# DATA IN THIS EXERCISE

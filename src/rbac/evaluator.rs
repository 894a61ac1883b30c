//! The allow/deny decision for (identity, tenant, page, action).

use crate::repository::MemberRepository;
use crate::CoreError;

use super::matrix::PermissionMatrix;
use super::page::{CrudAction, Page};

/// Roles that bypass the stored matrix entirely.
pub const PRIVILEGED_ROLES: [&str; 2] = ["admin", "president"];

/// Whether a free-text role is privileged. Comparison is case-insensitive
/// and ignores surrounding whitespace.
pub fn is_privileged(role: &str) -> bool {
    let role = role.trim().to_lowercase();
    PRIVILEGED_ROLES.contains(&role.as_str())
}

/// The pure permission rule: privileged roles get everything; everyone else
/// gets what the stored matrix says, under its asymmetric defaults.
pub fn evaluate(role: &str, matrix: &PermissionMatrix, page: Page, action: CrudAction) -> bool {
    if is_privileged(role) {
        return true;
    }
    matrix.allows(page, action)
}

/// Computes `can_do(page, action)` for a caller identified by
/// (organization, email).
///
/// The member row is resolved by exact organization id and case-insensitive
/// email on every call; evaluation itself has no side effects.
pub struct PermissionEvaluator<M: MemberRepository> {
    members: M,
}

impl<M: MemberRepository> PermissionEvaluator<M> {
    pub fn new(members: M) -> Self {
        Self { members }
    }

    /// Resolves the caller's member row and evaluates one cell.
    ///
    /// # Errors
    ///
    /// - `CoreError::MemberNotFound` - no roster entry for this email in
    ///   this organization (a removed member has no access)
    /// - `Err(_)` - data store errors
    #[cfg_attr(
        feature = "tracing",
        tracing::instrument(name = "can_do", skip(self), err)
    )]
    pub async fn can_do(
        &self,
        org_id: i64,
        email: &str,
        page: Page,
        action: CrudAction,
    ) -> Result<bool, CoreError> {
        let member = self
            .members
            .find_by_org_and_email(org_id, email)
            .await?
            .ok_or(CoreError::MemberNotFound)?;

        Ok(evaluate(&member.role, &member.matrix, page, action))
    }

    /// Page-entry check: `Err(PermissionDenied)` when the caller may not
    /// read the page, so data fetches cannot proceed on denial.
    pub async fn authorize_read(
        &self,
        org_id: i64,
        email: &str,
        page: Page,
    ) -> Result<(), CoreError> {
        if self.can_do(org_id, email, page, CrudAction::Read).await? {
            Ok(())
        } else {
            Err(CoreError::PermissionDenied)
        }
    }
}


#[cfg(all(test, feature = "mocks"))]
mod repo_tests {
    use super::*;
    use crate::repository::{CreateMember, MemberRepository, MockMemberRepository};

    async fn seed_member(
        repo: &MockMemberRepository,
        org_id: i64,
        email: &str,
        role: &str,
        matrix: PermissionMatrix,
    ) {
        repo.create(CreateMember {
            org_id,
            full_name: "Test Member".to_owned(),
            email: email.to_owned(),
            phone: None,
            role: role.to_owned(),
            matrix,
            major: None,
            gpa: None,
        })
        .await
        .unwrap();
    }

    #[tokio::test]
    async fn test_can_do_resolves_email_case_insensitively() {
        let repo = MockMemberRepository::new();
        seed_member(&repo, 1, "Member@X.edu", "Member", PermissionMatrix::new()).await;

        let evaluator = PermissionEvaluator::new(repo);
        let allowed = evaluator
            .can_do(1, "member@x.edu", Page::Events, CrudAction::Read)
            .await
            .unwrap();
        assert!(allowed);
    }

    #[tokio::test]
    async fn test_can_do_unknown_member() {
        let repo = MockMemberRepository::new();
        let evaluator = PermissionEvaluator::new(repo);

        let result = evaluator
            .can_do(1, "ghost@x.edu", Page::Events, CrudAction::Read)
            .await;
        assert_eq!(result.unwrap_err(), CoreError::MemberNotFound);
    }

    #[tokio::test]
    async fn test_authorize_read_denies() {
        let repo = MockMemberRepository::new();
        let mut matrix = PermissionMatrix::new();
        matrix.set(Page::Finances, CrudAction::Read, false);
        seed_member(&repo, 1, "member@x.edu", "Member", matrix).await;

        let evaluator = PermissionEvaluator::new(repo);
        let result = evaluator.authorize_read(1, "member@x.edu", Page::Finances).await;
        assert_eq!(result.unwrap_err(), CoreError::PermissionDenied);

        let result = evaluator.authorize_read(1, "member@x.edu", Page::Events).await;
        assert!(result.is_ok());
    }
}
==
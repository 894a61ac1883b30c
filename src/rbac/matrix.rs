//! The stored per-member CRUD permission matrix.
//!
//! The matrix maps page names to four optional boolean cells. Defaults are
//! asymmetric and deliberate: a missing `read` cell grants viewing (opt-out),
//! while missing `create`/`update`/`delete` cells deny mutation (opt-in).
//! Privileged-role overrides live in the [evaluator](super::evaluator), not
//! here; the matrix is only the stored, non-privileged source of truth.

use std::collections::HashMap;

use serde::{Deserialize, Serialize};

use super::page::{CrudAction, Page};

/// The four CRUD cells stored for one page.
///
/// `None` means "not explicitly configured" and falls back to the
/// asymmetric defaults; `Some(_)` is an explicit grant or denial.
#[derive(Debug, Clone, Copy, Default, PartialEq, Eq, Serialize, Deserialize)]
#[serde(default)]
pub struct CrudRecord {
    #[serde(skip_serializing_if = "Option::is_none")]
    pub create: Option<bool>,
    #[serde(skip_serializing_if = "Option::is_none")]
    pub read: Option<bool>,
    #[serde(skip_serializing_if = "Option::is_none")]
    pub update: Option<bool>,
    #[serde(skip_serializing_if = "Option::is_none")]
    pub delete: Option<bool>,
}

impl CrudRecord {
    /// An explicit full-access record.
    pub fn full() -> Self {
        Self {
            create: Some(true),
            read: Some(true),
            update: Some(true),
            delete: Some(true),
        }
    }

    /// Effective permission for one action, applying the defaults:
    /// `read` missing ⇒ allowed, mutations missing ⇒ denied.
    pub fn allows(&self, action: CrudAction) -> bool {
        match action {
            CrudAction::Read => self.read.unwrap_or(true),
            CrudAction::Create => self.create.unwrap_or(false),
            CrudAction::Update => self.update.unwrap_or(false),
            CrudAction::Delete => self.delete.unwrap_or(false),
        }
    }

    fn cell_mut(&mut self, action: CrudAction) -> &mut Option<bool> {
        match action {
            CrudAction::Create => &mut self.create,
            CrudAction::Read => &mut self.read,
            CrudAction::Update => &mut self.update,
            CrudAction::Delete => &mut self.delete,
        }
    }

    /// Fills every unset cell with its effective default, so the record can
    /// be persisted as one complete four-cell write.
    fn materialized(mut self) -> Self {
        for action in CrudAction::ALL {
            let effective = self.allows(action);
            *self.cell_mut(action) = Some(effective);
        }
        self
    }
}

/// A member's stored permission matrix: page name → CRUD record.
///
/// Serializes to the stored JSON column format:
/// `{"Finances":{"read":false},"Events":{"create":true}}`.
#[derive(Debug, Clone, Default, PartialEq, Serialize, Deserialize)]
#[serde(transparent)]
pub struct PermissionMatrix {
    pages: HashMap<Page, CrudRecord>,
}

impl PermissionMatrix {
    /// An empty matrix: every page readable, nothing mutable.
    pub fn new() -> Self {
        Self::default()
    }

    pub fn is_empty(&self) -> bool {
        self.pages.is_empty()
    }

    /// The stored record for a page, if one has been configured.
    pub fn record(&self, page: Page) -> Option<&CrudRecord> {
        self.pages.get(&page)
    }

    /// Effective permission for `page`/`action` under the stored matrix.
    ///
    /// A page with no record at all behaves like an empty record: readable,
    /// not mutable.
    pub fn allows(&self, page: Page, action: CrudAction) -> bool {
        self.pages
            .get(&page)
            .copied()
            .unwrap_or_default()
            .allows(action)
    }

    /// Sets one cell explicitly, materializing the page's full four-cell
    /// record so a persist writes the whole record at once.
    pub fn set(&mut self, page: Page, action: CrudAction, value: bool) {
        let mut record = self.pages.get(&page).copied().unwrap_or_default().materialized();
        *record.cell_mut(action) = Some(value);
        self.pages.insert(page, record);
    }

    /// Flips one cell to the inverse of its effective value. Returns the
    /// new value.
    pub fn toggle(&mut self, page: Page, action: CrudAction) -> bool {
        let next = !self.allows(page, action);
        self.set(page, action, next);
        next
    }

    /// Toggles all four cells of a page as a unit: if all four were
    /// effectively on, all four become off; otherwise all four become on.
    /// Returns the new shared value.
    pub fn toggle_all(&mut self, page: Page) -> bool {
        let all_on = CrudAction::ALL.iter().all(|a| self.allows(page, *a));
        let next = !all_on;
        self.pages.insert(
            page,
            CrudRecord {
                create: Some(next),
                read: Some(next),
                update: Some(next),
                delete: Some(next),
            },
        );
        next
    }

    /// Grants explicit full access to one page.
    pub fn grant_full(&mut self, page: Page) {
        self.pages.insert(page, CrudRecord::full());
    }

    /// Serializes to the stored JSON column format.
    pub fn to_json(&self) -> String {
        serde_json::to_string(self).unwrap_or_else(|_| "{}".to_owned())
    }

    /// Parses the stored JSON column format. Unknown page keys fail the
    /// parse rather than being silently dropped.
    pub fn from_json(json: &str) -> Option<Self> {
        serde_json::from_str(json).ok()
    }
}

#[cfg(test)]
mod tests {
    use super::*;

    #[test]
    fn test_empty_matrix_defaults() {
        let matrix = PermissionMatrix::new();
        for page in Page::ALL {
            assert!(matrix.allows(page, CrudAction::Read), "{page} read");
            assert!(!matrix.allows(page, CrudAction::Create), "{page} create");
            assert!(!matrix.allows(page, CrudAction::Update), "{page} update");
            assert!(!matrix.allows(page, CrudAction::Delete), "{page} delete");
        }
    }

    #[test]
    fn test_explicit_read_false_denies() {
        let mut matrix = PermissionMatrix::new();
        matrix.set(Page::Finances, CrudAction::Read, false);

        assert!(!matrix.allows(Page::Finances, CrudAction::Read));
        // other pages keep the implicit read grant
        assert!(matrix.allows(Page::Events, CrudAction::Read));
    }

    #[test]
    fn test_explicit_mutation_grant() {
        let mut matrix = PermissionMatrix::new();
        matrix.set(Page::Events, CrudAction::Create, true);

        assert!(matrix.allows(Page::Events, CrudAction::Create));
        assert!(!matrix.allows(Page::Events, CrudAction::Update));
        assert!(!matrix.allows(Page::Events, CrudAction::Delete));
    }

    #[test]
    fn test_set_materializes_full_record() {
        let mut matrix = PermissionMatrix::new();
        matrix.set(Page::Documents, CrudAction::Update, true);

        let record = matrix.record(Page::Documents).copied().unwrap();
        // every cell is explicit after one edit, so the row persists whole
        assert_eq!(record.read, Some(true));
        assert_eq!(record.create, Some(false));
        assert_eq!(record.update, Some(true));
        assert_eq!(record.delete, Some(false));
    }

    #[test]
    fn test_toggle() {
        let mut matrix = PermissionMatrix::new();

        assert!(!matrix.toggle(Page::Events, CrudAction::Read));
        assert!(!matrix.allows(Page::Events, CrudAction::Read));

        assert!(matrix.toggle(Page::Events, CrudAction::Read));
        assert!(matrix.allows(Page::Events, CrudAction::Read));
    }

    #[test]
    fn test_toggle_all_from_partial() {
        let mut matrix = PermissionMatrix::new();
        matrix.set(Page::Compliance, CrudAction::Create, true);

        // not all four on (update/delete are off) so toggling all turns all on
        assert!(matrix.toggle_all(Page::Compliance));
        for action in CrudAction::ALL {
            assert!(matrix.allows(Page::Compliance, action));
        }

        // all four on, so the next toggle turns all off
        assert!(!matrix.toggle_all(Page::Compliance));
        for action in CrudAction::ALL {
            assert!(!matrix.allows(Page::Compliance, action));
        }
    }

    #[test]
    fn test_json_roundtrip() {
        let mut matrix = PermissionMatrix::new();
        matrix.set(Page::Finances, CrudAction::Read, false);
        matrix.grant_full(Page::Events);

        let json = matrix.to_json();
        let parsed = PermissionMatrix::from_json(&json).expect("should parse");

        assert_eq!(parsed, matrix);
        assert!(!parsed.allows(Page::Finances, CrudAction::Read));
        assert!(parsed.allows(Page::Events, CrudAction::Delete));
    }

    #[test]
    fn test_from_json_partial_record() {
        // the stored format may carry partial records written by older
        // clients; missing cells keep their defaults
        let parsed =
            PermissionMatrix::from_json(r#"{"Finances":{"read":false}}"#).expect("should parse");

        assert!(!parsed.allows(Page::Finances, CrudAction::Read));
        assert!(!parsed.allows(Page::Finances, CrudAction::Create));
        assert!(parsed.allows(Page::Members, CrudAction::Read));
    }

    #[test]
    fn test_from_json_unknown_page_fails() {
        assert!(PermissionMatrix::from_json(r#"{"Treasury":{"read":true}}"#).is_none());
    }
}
---
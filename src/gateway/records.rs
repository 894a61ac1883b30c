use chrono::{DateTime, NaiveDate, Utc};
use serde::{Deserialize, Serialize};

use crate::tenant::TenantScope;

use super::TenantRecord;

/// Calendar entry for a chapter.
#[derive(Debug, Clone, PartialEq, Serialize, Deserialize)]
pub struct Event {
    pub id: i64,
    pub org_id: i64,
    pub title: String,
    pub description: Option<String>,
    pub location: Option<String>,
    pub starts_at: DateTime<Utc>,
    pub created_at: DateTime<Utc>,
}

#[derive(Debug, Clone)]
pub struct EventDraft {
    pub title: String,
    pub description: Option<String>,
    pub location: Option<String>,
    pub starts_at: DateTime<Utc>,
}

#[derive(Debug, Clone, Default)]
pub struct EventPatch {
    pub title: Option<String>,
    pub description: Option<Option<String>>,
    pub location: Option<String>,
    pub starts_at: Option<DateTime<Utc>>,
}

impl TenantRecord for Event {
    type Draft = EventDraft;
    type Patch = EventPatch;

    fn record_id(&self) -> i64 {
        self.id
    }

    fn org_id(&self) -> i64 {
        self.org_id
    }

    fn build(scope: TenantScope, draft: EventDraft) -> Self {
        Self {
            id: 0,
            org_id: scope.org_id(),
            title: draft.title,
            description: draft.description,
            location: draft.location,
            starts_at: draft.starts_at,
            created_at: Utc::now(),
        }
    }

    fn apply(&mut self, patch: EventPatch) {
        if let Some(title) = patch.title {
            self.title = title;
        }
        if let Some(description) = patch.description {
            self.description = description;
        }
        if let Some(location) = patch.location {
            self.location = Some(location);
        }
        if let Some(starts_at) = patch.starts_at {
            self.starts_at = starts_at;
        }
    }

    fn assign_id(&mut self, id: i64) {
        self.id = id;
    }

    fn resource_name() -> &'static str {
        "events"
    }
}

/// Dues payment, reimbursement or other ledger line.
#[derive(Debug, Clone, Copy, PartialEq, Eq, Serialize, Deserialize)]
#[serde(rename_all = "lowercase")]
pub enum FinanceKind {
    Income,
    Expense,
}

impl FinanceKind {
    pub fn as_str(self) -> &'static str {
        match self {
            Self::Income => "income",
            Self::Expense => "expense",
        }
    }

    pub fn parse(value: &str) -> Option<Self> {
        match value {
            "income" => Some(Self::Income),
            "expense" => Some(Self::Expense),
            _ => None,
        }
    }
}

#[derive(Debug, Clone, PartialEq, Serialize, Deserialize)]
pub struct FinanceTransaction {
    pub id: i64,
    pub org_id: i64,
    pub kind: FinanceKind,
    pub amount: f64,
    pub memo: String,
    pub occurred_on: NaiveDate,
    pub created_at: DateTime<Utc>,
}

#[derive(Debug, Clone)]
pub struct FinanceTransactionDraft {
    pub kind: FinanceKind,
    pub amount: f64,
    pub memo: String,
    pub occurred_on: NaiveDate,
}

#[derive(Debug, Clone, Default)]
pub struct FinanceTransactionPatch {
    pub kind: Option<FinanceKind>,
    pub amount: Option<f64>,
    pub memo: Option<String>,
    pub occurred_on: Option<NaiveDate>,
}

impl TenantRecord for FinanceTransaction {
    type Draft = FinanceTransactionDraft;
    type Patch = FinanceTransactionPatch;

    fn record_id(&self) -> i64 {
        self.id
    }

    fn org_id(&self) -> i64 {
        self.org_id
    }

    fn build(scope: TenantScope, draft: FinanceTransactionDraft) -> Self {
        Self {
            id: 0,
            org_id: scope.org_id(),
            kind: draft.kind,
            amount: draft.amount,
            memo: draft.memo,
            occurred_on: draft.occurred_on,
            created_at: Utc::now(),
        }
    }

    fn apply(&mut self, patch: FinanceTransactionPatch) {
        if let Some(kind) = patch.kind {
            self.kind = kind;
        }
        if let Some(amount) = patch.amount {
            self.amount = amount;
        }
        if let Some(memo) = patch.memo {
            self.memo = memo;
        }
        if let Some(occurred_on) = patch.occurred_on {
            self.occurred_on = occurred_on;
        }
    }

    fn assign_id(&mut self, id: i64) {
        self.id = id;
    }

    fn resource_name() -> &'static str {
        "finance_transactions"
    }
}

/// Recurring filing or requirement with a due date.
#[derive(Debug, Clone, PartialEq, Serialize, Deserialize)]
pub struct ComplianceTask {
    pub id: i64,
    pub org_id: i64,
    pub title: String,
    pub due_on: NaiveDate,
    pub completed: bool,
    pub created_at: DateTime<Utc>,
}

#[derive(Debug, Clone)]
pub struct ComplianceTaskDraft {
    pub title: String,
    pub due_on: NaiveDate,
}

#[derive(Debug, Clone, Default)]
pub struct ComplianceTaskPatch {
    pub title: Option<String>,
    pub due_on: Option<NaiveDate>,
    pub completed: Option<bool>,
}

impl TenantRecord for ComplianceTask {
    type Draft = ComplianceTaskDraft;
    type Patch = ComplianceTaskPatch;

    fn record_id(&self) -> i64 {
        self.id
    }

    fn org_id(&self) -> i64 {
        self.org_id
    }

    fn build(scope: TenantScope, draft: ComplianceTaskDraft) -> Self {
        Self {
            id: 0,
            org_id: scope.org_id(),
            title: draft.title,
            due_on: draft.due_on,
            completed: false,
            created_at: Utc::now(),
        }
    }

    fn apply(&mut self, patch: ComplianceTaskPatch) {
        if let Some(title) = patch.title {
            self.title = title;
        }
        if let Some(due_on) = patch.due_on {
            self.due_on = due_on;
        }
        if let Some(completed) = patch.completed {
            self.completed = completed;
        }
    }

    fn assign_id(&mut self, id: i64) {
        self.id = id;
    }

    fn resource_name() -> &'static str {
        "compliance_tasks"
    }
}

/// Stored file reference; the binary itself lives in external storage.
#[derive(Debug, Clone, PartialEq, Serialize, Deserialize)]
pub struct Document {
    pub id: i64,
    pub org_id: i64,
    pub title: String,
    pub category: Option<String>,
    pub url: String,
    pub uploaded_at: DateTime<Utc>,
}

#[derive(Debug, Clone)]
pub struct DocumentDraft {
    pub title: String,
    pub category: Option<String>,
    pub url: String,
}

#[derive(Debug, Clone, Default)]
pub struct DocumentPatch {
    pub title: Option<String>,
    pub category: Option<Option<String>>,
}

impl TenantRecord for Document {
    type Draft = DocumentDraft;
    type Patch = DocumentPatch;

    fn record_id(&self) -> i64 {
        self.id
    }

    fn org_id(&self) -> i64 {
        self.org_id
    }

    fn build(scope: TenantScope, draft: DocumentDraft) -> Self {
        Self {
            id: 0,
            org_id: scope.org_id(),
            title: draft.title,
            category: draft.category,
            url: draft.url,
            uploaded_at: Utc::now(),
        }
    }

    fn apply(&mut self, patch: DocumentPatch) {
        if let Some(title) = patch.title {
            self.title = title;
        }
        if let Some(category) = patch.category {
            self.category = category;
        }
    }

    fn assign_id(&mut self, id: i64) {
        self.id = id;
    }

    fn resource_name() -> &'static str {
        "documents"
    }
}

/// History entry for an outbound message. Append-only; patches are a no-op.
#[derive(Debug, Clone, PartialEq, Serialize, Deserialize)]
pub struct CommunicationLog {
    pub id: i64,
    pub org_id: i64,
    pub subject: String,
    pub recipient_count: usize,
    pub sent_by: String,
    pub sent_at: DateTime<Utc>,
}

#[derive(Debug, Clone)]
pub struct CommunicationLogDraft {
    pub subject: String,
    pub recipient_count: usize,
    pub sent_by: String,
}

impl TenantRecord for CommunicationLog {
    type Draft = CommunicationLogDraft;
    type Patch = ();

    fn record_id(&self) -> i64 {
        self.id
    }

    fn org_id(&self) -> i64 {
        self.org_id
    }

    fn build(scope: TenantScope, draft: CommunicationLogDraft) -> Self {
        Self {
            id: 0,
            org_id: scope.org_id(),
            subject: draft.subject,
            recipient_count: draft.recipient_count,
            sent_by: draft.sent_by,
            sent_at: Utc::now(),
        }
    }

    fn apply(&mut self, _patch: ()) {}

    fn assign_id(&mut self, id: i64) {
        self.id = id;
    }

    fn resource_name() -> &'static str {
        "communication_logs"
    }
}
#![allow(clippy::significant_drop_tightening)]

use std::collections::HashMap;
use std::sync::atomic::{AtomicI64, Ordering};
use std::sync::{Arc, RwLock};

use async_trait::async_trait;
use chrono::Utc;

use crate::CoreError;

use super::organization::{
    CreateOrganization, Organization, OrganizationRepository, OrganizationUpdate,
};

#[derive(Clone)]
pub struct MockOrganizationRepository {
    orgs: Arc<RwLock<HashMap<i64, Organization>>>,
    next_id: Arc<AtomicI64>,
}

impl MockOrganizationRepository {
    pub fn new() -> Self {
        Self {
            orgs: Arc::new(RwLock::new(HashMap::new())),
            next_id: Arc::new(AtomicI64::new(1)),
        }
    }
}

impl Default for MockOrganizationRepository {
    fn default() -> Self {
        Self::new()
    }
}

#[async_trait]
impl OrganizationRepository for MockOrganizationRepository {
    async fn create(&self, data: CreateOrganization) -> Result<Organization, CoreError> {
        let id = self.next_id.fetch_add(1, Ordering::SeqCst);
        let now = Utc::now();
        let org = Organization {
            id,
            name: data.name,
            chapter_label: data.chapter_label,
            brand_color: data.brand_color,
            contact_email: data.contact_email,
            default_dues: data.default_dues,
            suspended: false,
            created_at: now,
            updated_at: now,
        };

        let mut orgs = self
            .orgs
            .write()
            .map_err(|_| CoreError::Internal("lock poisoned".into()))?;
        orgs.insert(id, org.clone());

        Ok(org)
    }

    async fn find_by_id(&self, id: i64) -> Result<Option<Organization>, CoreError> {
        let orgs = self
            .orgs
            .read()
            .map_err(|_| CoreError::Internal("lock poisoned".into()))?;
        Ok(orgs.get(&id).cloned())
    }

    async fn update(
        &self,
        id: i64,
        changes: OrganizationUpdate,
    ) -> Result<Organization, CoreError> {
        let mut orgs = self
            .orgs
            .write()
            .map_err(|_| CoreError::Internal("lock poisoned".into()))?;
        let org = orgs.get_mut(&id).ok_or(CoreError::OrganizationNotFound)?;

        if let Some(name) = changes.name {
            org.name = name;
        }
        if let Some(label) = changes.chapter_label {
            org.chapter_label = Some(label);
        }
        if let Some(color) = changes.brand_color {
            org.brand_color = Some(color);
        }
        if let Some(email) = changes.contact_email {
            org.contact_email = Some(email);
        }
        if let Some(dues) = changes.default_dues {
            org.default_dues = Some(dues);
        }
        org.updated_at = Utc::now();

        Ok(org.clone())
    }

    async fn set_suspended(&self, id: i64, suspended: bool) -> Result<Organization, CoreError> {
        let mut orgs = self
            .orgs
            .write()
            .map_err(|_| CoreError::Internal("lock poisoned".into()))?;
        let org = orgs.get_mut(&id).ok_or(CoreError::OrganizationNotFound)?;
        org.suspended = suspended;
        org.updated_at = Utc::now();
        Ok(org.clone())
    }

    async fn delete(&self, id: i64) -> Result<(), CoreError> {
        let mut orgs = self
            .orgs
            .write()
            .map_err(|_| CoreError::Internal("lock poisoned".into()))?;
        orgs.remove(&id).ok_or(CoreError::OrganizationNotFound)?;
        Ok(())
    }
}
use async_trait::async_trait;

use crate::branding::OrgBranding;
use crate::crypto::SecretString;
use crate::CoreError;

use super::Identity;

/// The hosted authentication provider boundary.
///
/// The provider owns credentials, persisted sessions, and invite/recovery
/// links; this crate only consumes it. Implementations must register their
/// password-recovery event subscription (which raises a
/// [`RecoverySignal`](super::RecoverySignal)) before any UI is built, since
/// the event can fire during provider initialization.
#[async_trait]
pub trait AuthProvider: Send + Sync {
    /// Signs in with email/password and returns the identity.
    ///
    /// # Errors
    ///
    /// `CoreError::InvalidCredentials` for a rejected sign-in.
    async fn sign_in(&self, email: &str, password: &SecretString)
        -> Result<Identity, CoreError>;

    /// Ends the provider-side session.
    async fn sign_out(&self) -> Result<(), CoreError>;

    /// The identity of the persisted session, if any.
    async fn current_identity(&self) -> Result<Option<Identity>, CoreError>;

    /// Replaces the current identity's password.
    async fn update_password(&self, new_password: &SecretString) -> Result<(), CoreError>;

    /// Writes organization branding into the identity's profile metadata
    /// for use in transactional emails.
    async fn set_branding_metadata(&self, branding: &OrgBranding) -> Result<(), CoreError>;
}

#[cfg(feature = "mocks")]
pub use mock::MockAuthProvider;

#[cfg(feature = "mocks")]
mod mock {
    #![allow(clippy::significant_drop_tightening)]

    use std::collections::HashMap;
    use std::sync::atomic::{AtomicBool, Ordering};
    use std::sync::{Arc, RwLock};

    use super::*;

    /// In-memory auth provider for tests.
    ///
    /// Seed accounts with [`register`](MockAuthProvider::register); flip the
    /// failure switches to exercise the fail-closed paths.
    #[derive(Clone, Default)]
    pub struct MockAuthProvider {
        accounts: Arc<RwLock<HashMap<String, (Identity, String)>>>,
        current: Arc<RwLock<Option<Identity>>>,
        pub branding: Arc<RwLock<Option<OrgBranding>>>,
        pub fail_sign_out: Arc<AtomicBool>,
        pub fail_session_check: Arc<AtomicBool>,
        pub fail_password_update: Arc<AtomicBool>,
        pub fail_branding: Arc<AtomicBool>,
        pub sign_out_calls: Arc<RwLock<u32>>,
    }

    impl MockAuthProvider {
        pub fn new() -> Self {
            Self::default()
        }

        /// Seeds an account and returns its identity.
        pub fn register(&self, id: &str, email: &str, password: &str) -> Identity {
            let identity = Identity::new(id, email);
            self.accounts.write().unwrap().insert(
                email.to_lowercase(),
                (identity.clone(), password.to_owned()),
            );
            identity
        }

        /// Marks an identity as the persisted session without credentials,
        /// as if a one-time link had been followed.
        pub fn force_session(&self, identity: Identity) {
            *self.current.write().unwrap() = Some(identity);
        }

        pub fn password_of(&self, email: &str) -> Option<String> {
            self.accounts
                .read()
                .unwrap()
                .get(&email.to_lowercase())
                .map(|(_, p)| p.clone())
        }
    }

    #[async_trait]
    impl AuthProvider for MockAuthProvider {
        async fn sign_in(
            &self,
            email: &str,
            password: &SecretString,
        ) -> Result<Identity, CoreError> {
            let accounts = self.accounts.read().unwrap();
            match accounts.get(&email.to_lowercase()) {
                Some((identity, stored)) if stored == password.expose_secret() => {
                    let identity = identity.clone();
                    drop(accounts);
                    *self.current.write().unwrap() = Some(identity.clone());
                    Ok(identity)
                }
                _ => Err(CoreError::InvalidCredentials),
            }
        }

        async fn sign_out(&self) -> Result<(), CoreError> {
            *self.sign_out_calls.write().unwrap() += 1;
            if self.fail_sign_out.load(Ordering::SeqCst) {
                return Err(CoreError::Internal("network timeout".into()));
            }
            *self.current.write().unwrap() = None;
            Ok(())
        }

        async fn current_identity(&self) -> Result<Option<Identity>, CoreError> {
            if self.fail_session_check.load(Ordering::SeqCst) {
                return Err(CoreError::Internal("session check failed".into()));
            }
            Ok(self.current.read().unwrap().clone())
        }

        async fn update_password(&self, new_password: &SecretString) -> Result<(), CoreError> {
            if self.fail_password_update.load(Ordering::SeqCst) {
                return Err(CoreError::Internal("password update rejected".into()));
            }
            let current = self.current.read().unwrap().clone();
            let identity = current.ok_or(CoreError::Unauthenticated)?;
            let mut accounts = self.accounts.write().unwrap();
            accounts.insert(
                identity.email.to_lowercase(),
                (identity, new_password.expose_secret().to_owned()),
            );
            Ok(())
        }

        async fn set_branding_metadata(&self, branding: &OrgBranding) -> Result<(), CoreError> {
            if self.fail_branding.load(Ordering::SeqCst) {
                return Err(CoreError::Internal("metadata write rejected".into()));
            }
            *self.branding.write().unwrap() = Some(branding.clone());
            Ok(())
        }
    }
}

# ASSIGNED TASK
If a line in the data above holds the string "register", report that line.

# THE COMPLETED TASK
/// links; this crate only consumes it. Implementations must register their
    /// Seed accounts with [`register`](MockAuthProvider::register); flip the
        pub fn register(&self, id: &str, email: &str, password: &str) -> Identity {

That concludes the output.